Ah! There is nothing like staying at home for real comfort.
—Jane Austen, Emma
I’m known both as the Laundry Evangelist and the Laundry Guy, but my love of home reaches far beyond the laundry room. I’ve been enthralled by homes since childhood—and especially since my parents allowed the teenage me to choose my bedroom décor—toasty brown painted walls, a mallard duck wallpaper border (it was the ’80s, after all), and hunter-green carpet.
Having been empowered to make those decisions, I’d go on to personalize every home I’d live in, including my first cozy (read: tiny) apartment in a former 1920s mansion in Lexington, Kentucky, and my current historic brownstone in St. Paul, Minnesota. Each presented new opportunities to create home.

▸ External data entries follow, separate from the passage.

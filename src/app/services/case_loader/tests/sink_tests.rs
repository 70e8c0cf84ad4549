//! Tests for the in-memory case sink

use super::make_record_with_id;
use crate::app::models::{ImportRecord, ImportStatus, StoredCase};
use crate::app::services::case_loader::{CaseSink, MemoryCaseSink};

fn stored(external_id: &str) -> StoredCase {
    StoredCase::try_from(&make_record_with_id(external_id)).unwrap()
}

#[test]
fn test_batch_insert_and_lookup() {
    let mut sink = MemoryCaseSink::new();
    sink.insert_batch(&[stored("A"), stored("B")]).unwrap();

    assert_eq!(sink.case_count(), 2);
    assert!(sink.case("A").is_some());
    assert!(sink.case("C").is_none());
}

#[test]
fn test_batch_insert_is_all_or_nothing() {
    let mut sink = MemoryCaseSink::new();
    sink.insert_case(&stored("B")).unwrap();

    // The conflicting batch must leave storage untouched
    let err = sink
        .insert_batch(&[stored("A"), stored("B"), stored("C")])
        .unwrap_err();
    assert!(err.is_unique_violation());
    assert_eq!(sink.case_count(), 1);
    assert!(sink.case("A").is_none());
}

#[test]
fn test_single_insert_conflict() {
    let mut sink = MemoryCaseSink::new();
    sink.insert_case(&stored("A")).unwrap();

    let err = sink.insert_case(&stored("A")).unwrap_err();
    assert!(err.is_unique_violation());
    assert_eq!(sink.case_count(), 1);
}

#[test]
fn test_completed_import_lookup() {
    let mut sink = MemoryCaseSink::new();

    let mut import = ImportRecord::begin("usda", "flocks.csv", "hash-1", 10);
    let id = sink.record_import(&import).unwrap();

    // In-progress imports do not short-circuit anything
    assert!(!sink.has_completed_import("hash-1").unwrap());

    import.status = ImportStatus::Completed;
    sink.finish_import(id, &import).unwrap();
    assert!(sink.has_completed_import("hash-1").unwrap());
    assert!(!sink.has_completed_import("hash-2").unwrap());
}

#[test]
fn test_completed_with_errors_does_not_short_circuit() {
    let mut sink = MemoryCaseSink::new();

    let mut import = ImportRecord::begin("usda", "flocks.csv", "hash-1", 10);
    let id = sink.record_import(&import).unwrap();
    import.status = ImportStatus::CompletedWithErrors;
    sink.finish_import(id, &import).unwrap();

    // Only a clean completion marks the file as fully imported
    assert!(!sink.has_completed_import("hash-1").unwrap());
}

#[test]
fn test_finish_import_unknown_id() {
    let mut sink = MemoryCaseSink::new();
    let import = ImportRecord::begin("usda", "flocks.csv", "hash-1", 10);
    assert!(sink.finish_import(99, &import).is_err());
}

Especially fun in my twenties and thirties—even today, honestly—was rising above any budget challenges by breaking rules: Using coat hooks as a tie rack, a lion door knocker as a towel ring, and a kitchen table as a nightstand. Making curtains out of a remnant of twill from a discount store. Screwing stylish gold finials into a cheap metal pipe spray-painted black. Keeping my kitchen utensils in a flowerpot. I swear: Armed with a curtain rod, brown kraft paper, and grosgrain ribbon, I could conquer the world.
Plus, I love—truly love!—cleaning my home. My cleaning credo is similar to the gospel I share regarding laundry: Doing laundry is a privilege and a task you do for those you love, including yourself. Similarly, I aim to always be grateful for a place to lay my head. Not everyone is so lucky. And so it’s a blessing and a privilege to be able to have a home to clean and to keep in good repair. Plus, I’m physically able to clean my home. That’s also not true for everyone.
For many years now, I’ve stocked Mona Williams, my store at Mall of America, with vintage fashion and all the laundry items needed to take good care of textiles, but also with home décor, holiday ornaments, and much more, including all-purpose natural cleaners, handcrafted brooms and brushes, and other traditional and modern home-cleaning tools.
When Laundry Campers attend my popular two-hour classes—complete with domestic science, demos, know-how, philosophy, and a humorous story or three—they often spot these items and ask for more information. Many attendees are surprised to head home with not only laundry advice and gear but also great products and ideas for renewing their homes quickly and easily in a morning or an afternoon. And their interest in these items has grown recently.
These days we’re spending more time than ever in our homes—for many of us, our personal lives and our work lives now overlap. It’s like a throwback to medieval times when serfs lived and worked in their thatched-roof homes—their rooms serving myriad functions. A bedroom, for example, was for sleeping, working, reading, socializing, and more. These days, the same can be said of nearly any space in our homes. The kitchen becomes homework central. The den morphs into the laundry room as you fold clothes while watching The Golden Girls. (Did you know the average sofa can hold the clothes from nine laundry baskets?) And the laundry room does double duty as a yoga studio. We’re looking at our homes with fresh eyes and seeking new ways to revamp our spaces.
In the pages that follow, we’ll delve into every space in your house as I offer novel hacks to clean your home, save money, and be good to the environment; countless ways to freshen up your spaces and elevate your everyday living; and stories to inspire you and perhaps make you laugh.
Each chapter begins with a story or two to inspire your own home design, followed by lots of ideas to refresh your living spaces, and then easy, inexpensive, and often fun how-to instructions for deep cleaning. I conclude each chapter with a get-the-job-done ten-minute clean—complete with a music playlist to clean by.
Throughout the book, you’ll find lots of how-to sidebars (like a dozen ways to refresh your living room and three tools to splurge on to make cleaning more effective) plus practical and sometimes surprising tips to make your life easier. And couldn’t we all use that?!
As a kid, I was introduced to home-keeping and home décor. As an adult, I’m thankful for my wonderful home and the opportunity to create a space I love to live in. With this book, I’m honored to share my love of home with you.